Write out each line of the records that has "MazeFixture" in it.
START DATA PROVIDED
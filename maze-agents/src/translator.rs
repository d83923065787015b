//! Turning a planned path into one movement command per tick
//!
//! The character we drive only understands held-down directions. [MovementTranslator] looks at
//! where the character is now and where the path goes next and says which direction to hold. It
//! is a plain state machine with no clock of its own: the worker calls
//! [MovementTranslator::step] once per poll and publishes whatever comes out.

use std::fmt::Display;

use serde::{Deserialize, Serialize};
use types::{GridCoord, WalkabilityMatrix};

#[derive(Debug, Clone, Copy, PartialEq, Eq, Hash, Serialize, Deserialize)]
/// The direction the character should hold this tick
pub enum MovementCommand {
    #[allow(missing_docs)]
    Up,
    #[allow(missing_docs)]
    Down,
    #[allow(missing_docs)]
    Left,
    #[allow(missing_docs)]
    Right,
    /// Hop off the top of a ladder to the left
    UpLeft,
    /// Hop off the top of a ladder to the right
    UpRight,
    /// Stand still
    None,
}

impl Default for MovementCommand {
    fn default() -> Self {
        MovementCommand::None
    }
}

impl Display for MovementCommand {
    fn fmt(&self, f: &mut std::fmt::Formatter<'_>) -> std::fmt::Result {
        let s = match self {
            MovementCommand::Up => "UP",
            MovementCommand::Down => "DOWN",
            MovementCommand::Left => "LEFT",
            MovementCommand::Right => "RIGHT",
            MovementCommand::UpLeft => "UP LEFT",
            MovementCommand::UpRight => "UP RIGHT",
            MovementCommand::None => "NONE",
        };
        write!(f, "{}", s)
    }
}

#[derive(Debug, Clone, Copy, PartialEq, Eq)]
/// What the worker should do after a call to [MovementTranslator::step]
pub enum TranslatorStep {
    /// Hold this direction
    Command(MovementCommand),
    /// The character stands on the last cell of the path
    Arrived,
    /// The path can't be followed any more, plan a new one
    Replan,
}

#[derive(Debug, Clone, Copy, PartialEq, Eq)]
/// Tuning for the translator, measured in calls to [MovementTranslator::step]
///
/// The defaults (as implemented by [Default]) are as follows:
/// ```
/// use maze_agents::TranslatorOptions;
///
/// let defaults = TranslatorOptions::default();
///
/// assert_eq!(defaults.ladder_exit_steps, 3);
/// assert_eq!(defaults.stall_limit, 250);
/// ```
pub struct TranslatorOptions {
    /// How many extra steps a diagonal ladder exit is held for while the character is still on
    /// the ladder, giving the hop animation time to play out
    pub ladder_exit_steps: usize,
    /// Replan after this many steps in a row without the character changing cell
    pub stall_limit: usize,
}

impl Default for TranslatorOptions {
    fn default() -> Self {
        Self {
            ladder_exit_steps: 3,
            stall_limit: 250,
        }
    }
}

#[derive(Debug, Clone, Copy, PartialEq, Eq)]
enum Climb {
    Not,
    Ascending,
    Descending,
}

#[derive(Debug, Clone, Copy)]
struct Hold {
    command: MovementCommand,
    from: GridCoord,
    remaining: usize,
}

#[derive(Debug, Clone)]
/// Follows one path, see the [module docs](self)
pub struct MovementTranslator {
    path: Vec<GridCoord>,
    next: usize,
    climb: Climb,
    hold: Option<Hold>,
    last_position: Option<GridCoord>,
    stalled: usize,
    options: TranslatorOptions,
}

impl MovementTranslator {
    #[allow(missing_docs)]
    pub fn new(path: Vec<GridCoord>, options: TranslatorOptions) -> Self {
        Self {
            path,
            next: 0,
            climb: Climb::Not,
            hold: None,
            last_position: None,
            stalled: 0,
            options,
        }
    }

    /// The cell the character is currently heading for
    pub fn current_target(&self) -> Option<GridCoord> {
        self.path.get(self.next).copied()
    }

    /// Whether the character is latched onto a ladder
    pub fn is_climbing(&self) -> bool {
        self.climb != Climb::Not
    }

    /// Decide what to do with the character at `position`
    ///
    /// - Horizontal offsets give `Left` and `Right`, vertical ones `Up` and `Down`. Going up or
    ///   down latches the translator into climbing until the character stands on a cell that is
    ///   not a ladder.
    /// - Leaving the top of a ladder sideways while climbing up gives `UpLeft`/`UpRight`, held for
    ///   up to [TranslatorOptions::ladder_exit_steps] more steps or until the character moves.
    /// - A next cell that stopped being walkable, or a character that hasn't moved for
    ///   [TranslatorOptions::stall_limit] steps, asks for a new plan.
    /// - Standing on the last cell of the path (or having no path) is arrival.
    pub fn step(&mut self, position: GridCoord, walkability: &WalkabilityMatrix) -> TranslatorStep {
        if let Some(hold) = self.hold.as_mut() {
            if hold.from == position && hold.remaining > 0 {
                hold.remaining -= 1;
                return TranslatorStep::Command(hold.command);
            }
            self.hold = None;
            self.last_position = Some(position);
            self.stalled = 0;
        }

        if let Some(i) = self.path[self.next.min(self.path.len())..]
            .iter()
            .position(|c| *c == position)
        {
            self.next += i + 1;
        }
        let target = match self.path.get(self.next) {
            Some(t) => *t,
            None => return TranslatorStep::Arrived,
        };

        if !walkability.is_walkable(target) {
            tracing::debug!(%target, "next cell of the path is no longer walkable");
            return TranslatorStep::Replan;
        }

        if self.last_position == Some(position) {
            self.stalled += 1;
            if self.stalled >= self.options.stall_limit {
                tracing::debug!(%position, stalled = self.stalled, "no progress along the path");
                return TranslatorStep::Replan;
            }
        } else {
            self.last_position = Some(position);
            self.stalled = 0;
        }

        if !walkability.is_ladder(position) {
            self.climb = Climb::Not;
        }

        let d_row = target.row - position.row;
        let d_col = target.col - position.col;

        let command = if self.climb == Climb::Ascending && d_col != 0 {
            let command = if d_col < 0 {
                MovementCommand::UpLeft
            } else {
                MovementCommand::UpRight
            };
            self.climb = Climb::Not;
            self.hold = Some(Hold {
                command,
                from: position,
                remaining: self.options.ladder_exit_steps,
            });
            command
        } else if d_row < 0 {
            self.climb = Climb::Ascending;
            MovementCommand::Up
        } else if d_row > 0 {
            self.climb = Climb::Descending;
            MovementCommand::Down
        } else if d_col < 0 {
            MovementCommand::Left
        } else {
            MovementCommand::Right
        };

        TranslatorStep::Command(command)
    }
}

#[cfg(test)]
mod tests {
    use super::*;
    use types::MazeFixture;

    fn small() -> WalkabilityMatrix {
        let fixture =
            MazeFixture::from_json(include_str!("../../types/fixtures/small.json")).unwrap();
        WalkabilityMatrix::compute(&fixture.maze)
    }

    fn path(cells: &[(i32, i32)]) -> Vec<GridCoord> {
        cells.iter().copied().map(GridCoord::from).collect()
    }

    fn command(step: TranslatorStep) -> MovementCommand {
        match step {
            TranslatorStep::Command(c) => c,
            other => panic!("expected a command, got {:?}", other),
        }
    }

    #[test]
    fn test_walks_and_climbs_the_small_maze() {
        let w = small();
        let mut t = MovementTranslator::new(
            path(&[(3, 1), (3, 2), (3, 3), (2, 3), (1, 3), (1, 4)]),
            TranslatorOptions {
                ladder_exit_steps: 0,
                ..Default::default()
            },
        );

        assert_eq!(command(t.step(GridCoord::new(3, 1), &w)), MovementCommand::Right);
        assert_eq!(command(t.step(GridCoord::new(3, 2), &w)), MovementCommand::Right);
        assert_eq!(command(t.step(GridCoord::new(3, 3), &w)), MovementCommand::Up);
        assert!(t.is_climbing());
        assert_eq!(command(t.step(GridCoord::new(2, 3), &w)), MovementCommand::Up);
        assert_eq!(command(t.step(GridCoord::new(1, 3), &w)), MovementCommand::UpRight);
        assert!(!t.is_climbing());
        assert_eq!(t.step(GridCoord::new(1, 4), &w), TranslatorStep::Arrived);
    }

    #[test]
    fn test_ladder_exit_is_held() {
        let w = small();
        let mut t = MovementTranslator::new(
            path(&[(2, 3), (1, 3), (1, 2)]),
            TranslatorOptions {
                ladder_exit_steps: 2,
                ..Default::default()
            },
        );

        assert_eq!(command(t.step(GridCoord::new(2, 3), &w)), MovementCommand::Up);
        for _ in 0..3 {
            assert_eq!(command(t.step(GridCoord::new(1, 3), &w)), MovementCommand::UpLeft);
        }
        // Hold used up and still on the ladder, so it's a plain step now
        assert_eq!(command(t.step(GridCoord::new(1, 3), &w)), MovementCommand::Left);
        assert_eq!(t.step(GridCoord::new(1, 2), &w), TranslatorStep::Arrived);
    }

    #[test]
    fn test_hold_ends_once_the_character_moves() {
        let w = small();
        let mut t = MovementTranslator::new(
            path(&[(2, 3), (1, 3), (1, 2), (1, 1)]),
            TranslatorOptions::default(),
        );

        t.step(GridCoord::new(2, 3), &w);
        assert_eq!(command(t.step(GridCoord::new(1, 3), &w)), MovementCommand::UpLeft);
        assert_eq!(command(t.step(GridCoord::new(1, 2), &w)), MovementCommand::Left);
    }

    #[test]
    fn test_going_down_does_not_hop() {
        let w = small();
        let mut t = MovementTranslator::new(
            path(&[(1, 3), (2, 3), (3, 3), (3, 4)]),
            TranslatorOptions::default(),
        );

        assert_eq!(command(t.step(GridCoord::new(1, 3), &w)), MovementCommand::Down);
        assert_eq!(command(t.step(GridCoord::new(2, 3), &w)), MovementCommand::Down);
        assert_eq!(command(t.step(GridCoord::new(3, 3), &w)), MovementCommand::Right);
    }

    #[test]
    fn test_arrival_and_empty_paths() {
        let w = small();

        let mut empty = MovementTranslator::new(vec![], TranslatorOptions::default());
        assert_eq!(empty.step(GridCoord::new(3, 1), &w), TranslatorStep::Arrived);

        let mut here = MovementTranslator::new(path(&[(3, 1)]), TranslatorOptions::default());
        assert_eq!(here.step(GridCoord::new(3, 1), &w), TranslatorStep::Arrived);
    }

    #[test]
    fn test_replans_when_the_next_cell_is_blocked() {
        let w = small();
        let mut t = MovementTranslator::new(
            path(&[(3, 1), (2, 1), (1, 1)]),
            TranslatorOptions::default(),
        );

        assert_eq!(t.step(GridCoord::new(3, 1), &w), TranslatorStep::Replan);
    }

    #[test]
    fn test_replans_when_stuck() {
        let w = small();
        let mut t = MovementTranslator::new(
            path(&[(3, 1), (3, 2)]),
            TranslatorOptions {
                stall_limit: 3,
                ..Default::default()
            },
        );

        for _ in 0..3 {
            assert_eq!(command(t.step(GridCoord::new(3, 1), &w)), MovementCommand::Right);
        }
        assert_eq!(t.step(GridCoord::new(3, 1), &w), TranslatorStep::Replan);
    }

    #[test]
    fn test_skips_ahead_when_the_character_overshoots() {
        let w = small();
        let mut t = MovementTranslator::new(
            path(&[(3, 1), (3, 2), (3, 3), (3, 4), (3, 5)]),
            TranslatorOptions::default(),
        );

        assert_eq!(command(t.step(GridCoord::new(3, 1), &w)), MovementCommand::Right);
        assert_eq!(command(t.step(GridCoord::new(3, 3), &w)), MovementCommand::Right);
        assert_eq!(t.current_target(), Some(GridCoord::new(3, 4)));
    }

    #[test]
    fn test_off_path_characters_head_back() {
        let w = small();
        let mut t = MovementTranslator::new(
            path(&[(3, 1), (3, 2), (3, 3)]),
            TranslatorOptions::default(),
        );

        // Overshot past the end of a horizontal run
        assert_eq!(command(t.step(GridCoord::new(3, 5), &w)), MovementCommand::Left);
    }
}
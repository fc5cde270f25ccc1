use anyhow::{Context, Result};
use api::{AppConfig, AppState, create_router};
use extract::SpacyClient;
use std::sync::Arc;
use std::time::Duration;
use tracing_subscriber::EnvFilter;

#[tokio::main]
async fn main() -> Result<()> {
    init_tracing();

    let config = AppConfig::load()?;

    let parser = SpacyClient::new(
        config.parser.url.clone(),
        config.parser.model.clone(),
        Duration::from_secs(config.parser.timeout_secs),
    )?;
    tracing::info!(parser = %parser.base_url(), "Using dependency parser");

    let bind_addr = config.server.bind_addr.clone();
    let state = Arc::new(AppState::init(config, Arc::new(parser)).await?);
    let app = create_router(state);

    let listener = tokio::net::TcpListener::bind(&bind_addr)
        .await
        .with_context(|| format!("Failed to bind {}", bind_addr))?;

    tracing::info!("Server listening on http://{}", bind_addr);

    axum::serve(listener, app).await.context("Server error")?;
    Ok(())
}

fn init_tracing() {
    let filter = EnvFilter::try_from_default_env()
        .unwrap_or_else(|_| EnvFilter::new("info,tower_http=debug"));

    let json = std::env::var("KG_LOG_JSON").is_ok_and(|v| v == "1");
    if json {
        tracing_subscriber::fmt().with_env_filter(filter).json().init();
    } else {
        tracing_subscriber::fmt().with_env_filter(filter).init();
    }
}
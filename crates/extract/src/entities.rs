use std::collections::HashMap;

use crate::schema::EntityMention;

/// Surface text -> entity type, iterated in first-insertion order.
///
/// Re-inserting a known surface text replaces its type but keeps its
/// position, so lookups that scan the index stay deterministic.
#[derive(Debug, Clone, Default)]
pub struct EntityIndex {
    entries: Vec<(String, String)>,
    positions: HashMap<String, usize>,
}

impl EntityIndex {
    pub fn new() -> Self {
        Self::default()
    }

    pub fn from_mentions<'m>(mentions: impl IntoIterator<Item = &'m EntityMention>) -> Self {
        let mut index = Self::new();
        for mention in mentions {
            index.insert(&mention.text, &mention.label);
        }
        index
    }

    pub fn insert(&mut self, text: &str, label: &str) {
        match self.positions.get(text) {
            Some(&pos) => self.entries[pos].1 = label.to_string(),
            None => {
                self.positions.insert(text.to_string(), self.entries.len());
                self.entries.push((text.to_string(), label.to_string()));
            }
        }
    }

    pub fn get(&self, text: &str) -> Option<&str> {
        self.positions
            .get(text)
            .map(|&pos| self.entries[pos].1.as_str())
    }

    pub fn iter(&self) -> impl Iterator<Item = (&str, &str)> {
        self.entries.iter().map(|(t, l)| (t.as_str(), l.as_str()))
    }

    pub fn len(&self) -> usize {
        self.entries.len()
    }

    pub fn is_empty(&self) -> bool {
        self.entries.is_empty()
    }
}
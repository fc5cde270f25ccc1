use serde::{Deserialize, Serialize};

/// One entity mention as reported by the recognizer.
#[derive(Debug, Clone, PartialEq, Eq, Serialize, Deserialize)]
pub struct EntityMention {
    pub text: String,
    #[serde(rename = "type")]
    pub label: String,
}

impl EntityMention {
    pub fn new(text: impl Into<String>, label: impl Into<String>) -> Self {
        Self {
            text: text.into(),
            label: label.into(),
        }
    }
}

/// A (subject, verb, object) relation. Raw triples carry subtree spans,
/// normalized ones carry node labels.
#[derive(Debug, Clone, PartialEq, Eq, Hash, Serialize, Deserialize)]
pub struct Triple {
    pub subject: String,
    pub verb: String,
    pub object: String,
}

impl Triple {
    pub fn new(subject: impl Into<String>, verb: impl Into<String>, object: impl Into<String>) -> Self {
        Self {
            subject: subject.into(),
            verb: verb.into(),
            object: object.into(),
        }
    }
}
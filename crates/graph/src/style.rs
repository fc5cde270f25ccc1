use extract::EntityIndex;

pub const DEFAULT_COLOR: &str = "#D3D3D3";
pub const NODE_SIZE: u32 = 20;
pub const EDGE_WIDTH: u32 = 2;

/// Fill color for an entity type.
pub fn color_for_type(entity_type: &str) -> &'static str {
    match entity_type {
        "ORG" => "#FFA07A",
        "PERSON" => "#87CEFA",
        "GPE" => "#98FB98",
        "NORP" => "#FFD700",
        "PRODUCT" => "#FFB6C1",
        "DISEASE" => "#E6E6FA",
        _ => DEFAULT_COLOR,
    }
}

/// Color for a node label: the first entity equal to it ignoring case and
/// surrounding whitespace decides.
pub fn color_for_label(label: &str, index: &EntityIndex) -> &'static str {
    let wanted = label.trim().to_lowercase();
    index
        .iter()
        .find(|(text, _)| text.trim().to_lowercase() == wanted)
        .map_or(DEFAULT_COLOR, |(_, entity_type)| color_for_type(entity_type))
}

/// Readable edge caption for a verb lemma.
pub fn display_verb(lemma: &str) -> &str {
    match lemma {
        "develop" => "developed",
        "coordinate" => "coordinated",
        "focus" => "focusing on",
        "play" => "developed",
        "lead" => "led to",
        "cause" => "caused by",
        other => other,
    }
}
END DATA PROVIDED
*OUTPUT OF THE TASK:*
    use types::MazeFixture;
            MazeFixture::from_json(include_str!("../../types/fixtures/small.json")).unwrap();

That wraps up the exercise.